In previous blog posts, I’ve referenced our team’s experience at Workiva, a company that went from startup to IPO on GCP. When Workiva went public, it had just two ops people who were primarily responsible for managing a small set of VMs on AWS. This was possible because Workiva leveraged Google App Engine, which provided an integrated platform that allowed its developers to focus on product and feature development. At the time, App Engine was about as opinionated as a platform could be. It felt like a grievous constraint which ultimately precipitated moving to AWS, but in fact it was a major boon to the company. It meant Workiva’s engineers allocated almost all of their time towards things that made the company money. Moving to AWS resulted in a multi-year effort to effectively recreate what we had with App Engine, just with much more headcount to support and evolve it.

We’ve seen firsthand the power of an integrated, opinionated platform. Through our consulting, we’ve also seen companies struggle tremendously with things like DevOps, Platform Engineering, and just generally operationalizing the cloud. GCP has evolved a lot since App Engine. Both GitLab and GCP are highly flexible platforms, but they lack any opinionation because they are designed to address a broad set of customer needs. This leaves a void where customers are left having to assemble the Legos to provide their own opinionation, which is where we see customers struggle the most. This is what prompted us to build Konfig as a means to provide that missing layer of opinionation.

PaaS has become a bit of a taboo now.
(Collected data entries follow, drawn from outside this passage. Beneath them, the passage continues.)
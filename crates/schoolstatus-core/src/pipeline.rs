// crates/schoolstatus-core/src/pipeline.rs
use crate::common::RosterStats;
use crate::config::GeneratorConfig;
use crate::emit::generate;
use crate::error::Result;
use crate::model::Roster;
use std::path::PathBuf;
use std::time::Instant;
use tracing::info;

/// What a finished run produced.
#[derive(Debug, Clone)]
pub struct GenerationReport {
    pub stats: RosterStats,
    /// Written template paths, in State order.
    pub files: Vec<PathBuf>,
}

/// Load the roster named in `config` and write one template per State.
pub fn run(config: &GeneratorConfig) -> Result<GenerationReport> {
    let start = Instant::now();
    info!(
        "reading roster {} -> {}",
        config.ccd_file.display(),
        config.output_dir.display()
    );

    let roster = Roster::load_from_path(&config.ccd_file)?;
    let files = generate(&roster, &config.output_dir, &config.template())?;

    let stats = roster.stats();
    info!(
        states = stats.states,
        leas = stats.leas,
        schools = stats.schools,
        elapsed = ?start.elapsed(),
        "done"
    );
    Ok(GenerationReport { stats, files })
}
Instead, organizations are investing significantly in developing their own Internal Developer Platform (IDP), which is basically just a PaaS you have to care for and maintain with your headcount instead of another company’s headcount. It’s not entirely obvious if this is strategically beneficial for companies that build software. In my opinion, many of these companies are better off shifting that investment towards things that differentiate their business. Companies should not be expressing their creativity on software architecture and platform infrastructure but rather on their customer-facing products and services (sometimes this necessitates innovating with infrastructure, but this tends to be more with internet-scale companies versus ordinary businesses). What an opinionated platform does is delete this discussion altogether. Now, with Konfig, we can get the same types of benefits we saw with App Engine over 10 years ago without the same constraints. And unlike App Engine, we have a means to customize the platform when needed without losing the benefits. You can have reasonable defaults and opinions but can evolve and grow as your needs or understanding change.

There’s a reason IKEA furniture comes with detailed instructions: while some people relish the challenge of figuring things out themselves, most just want to get on with using the finished product. The same is true for cloud platforms. While the flexibility of GCP, GitLab, and similar platforms is undeniable, it can lead to decision paralysis and wasted resources spent on building infrastructure that already exists.

This is where the benefits of an opinionated platform come in. By offering a pre-configured solution built around best practices, it eliminates the need for endless customization in order to get companies up and running faster. This frees up valuable engineering resources to focus on what truly matters, differentiation and innovation.

In my next post, I want to dive into exactly what opinions Konfig has and the reasoning behind each. We’ll also look at the escape hatch available to us so that when we do hit a constraint, we can easily move it out of the way.